The largest cryptocurrency by market capitalization was recently changing hands at $29,286, up 0.4% over the past 24 hours. That was also an increase from around $29,100 earlier in the day after the yield on the 10-year Japanese government bond rose a hefty 11 basis points to 0.55%.
Overnight, the Bank of Japan (BOJ) had announced a hawkish adjustment to its yield curve control (YCC) program, as CoinDesk previously reported, raising its cap on the 10-year Japanese government bond yield to 1% from 0.5%. The move came amid calls from the International Monetary Fund to begin normalizing that country's ultra-loose policy and could potentially affect global liquidity and risk assets including bitcoin.
ETH, SHIB, ADA
Ether (ETH), the second largest crypto in market value, followed a similar path on Friday and was changing hands at $1,872, an 0.7% gain over the past 24 hours. Other major altcoins tilted a little more to positive territory with popular memecoin SHIB among the brightest stories, recently climbing 6.6% from Thursday, same time. ADA, the token of smart contracts platform Cardano, was up 1.4%.
Inflation news
This morning's report on the PCE Price Index – the U.S. Federal Reserve's preferred inflation gauge – show prices up 3% year-over-year in June, shy of forecasts for 3.1% and down from 3.8% in May.

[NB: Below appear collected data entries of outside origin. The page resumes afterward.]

#![doc = include_str!("../README.md")]

mod compose;
mod composition_ir;
mod contracts;
mod diagnostics;
mod emit_federated_graph;
mod federated_graph;
mod graph;
mod ingest_subgraph;
mod result;
mod router_config;
mod subgraphs;
mod validate;

pub use self::{
    contracts::build_contract,
    diagnostics::Diagnostics,
    federated_graph::{render_api_sdl, render_federated_sdl, FederatedGraph, TypeDefinitionId},
    result::{CompositionArtifacts, CompositionResult},
    router_config::{
        ConfigurationData, FieldConfiguration, RequiredFieldsConfiguration, SubgraphConfiguration,
        SubscriptionFilterCondition,
    },
    subgraphs::Subgraphs,
};

use self::{
    compose::{compose_subgraphs, Context},
    emit_federated_graph::emit_federated_graph,
};

/// Compose the subgraphs into a federated graph.
///
/// The composition is all or nothing: either the subgraphs are compatible and
/// the result carries the complete artifact set, or it carries the complete
/// list of diagnostics and no artifacts.
pub fn compose(subgraphs: &Subgraphs) -> CompositionResult {
    let mut diagnostics = Diagnostics::default();

    if subgraphs.is_empty() {
        diagnostics.push_fatal("At least one subgraph is required for composition.".to_owned());
        return CompositionResult {
            artifacts: None,
            diagnostics,
        };
    }

    let mut context = Context::new(subgraphs, &mut diagnostics);

    compose_subgraphs(&mut context);

    if context.diagnostics.any_fatal() {
        return CompositionResult {
            artifacts: None,
            diagnostics,
        };
    }

    let artifacts = emit_federated_graph(context.into_ir(), subgraphs);

    CompositionResult {
        artifacts: Some(artifacts),
        diagnostics,
    }
}

trait VecExt<T> {
    fn push_return_idx(&mut self, elem: T) -> usize;
}

impl<T> VecExt<T> for Vec<T> {
    fn push_return_idx(&mut self, elem: T) -> usize {
        let idx = self.len();
        self.push(elem);
        idx
    }
}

The core rate fell to 4.1% against estimates for 4.2% and 4.6% previously.
There was little reaction in bitcoin following the backward looking data, but perhaps taking its cue from surging stocks – the Nasdaq closed up 1.9%, helped by a 6% rise in Intel (INTC) following a positive earnings report – the crypto managed an advance to the $29,500 level.
The broader CoinDesk Market Index (CMI) recently moved 0.7% higher for the day.
Gene Hoffman, CEO and president of blockchain and smart-contract platform Chia Network, expects bitcoin to continue trading sideways with a possible slight turn upward in August, a historically slow month in financial markets. "There's no real positive or negative push right now across the market," Hoffman told CoinDesk. "There's no real force to break things one side or the other."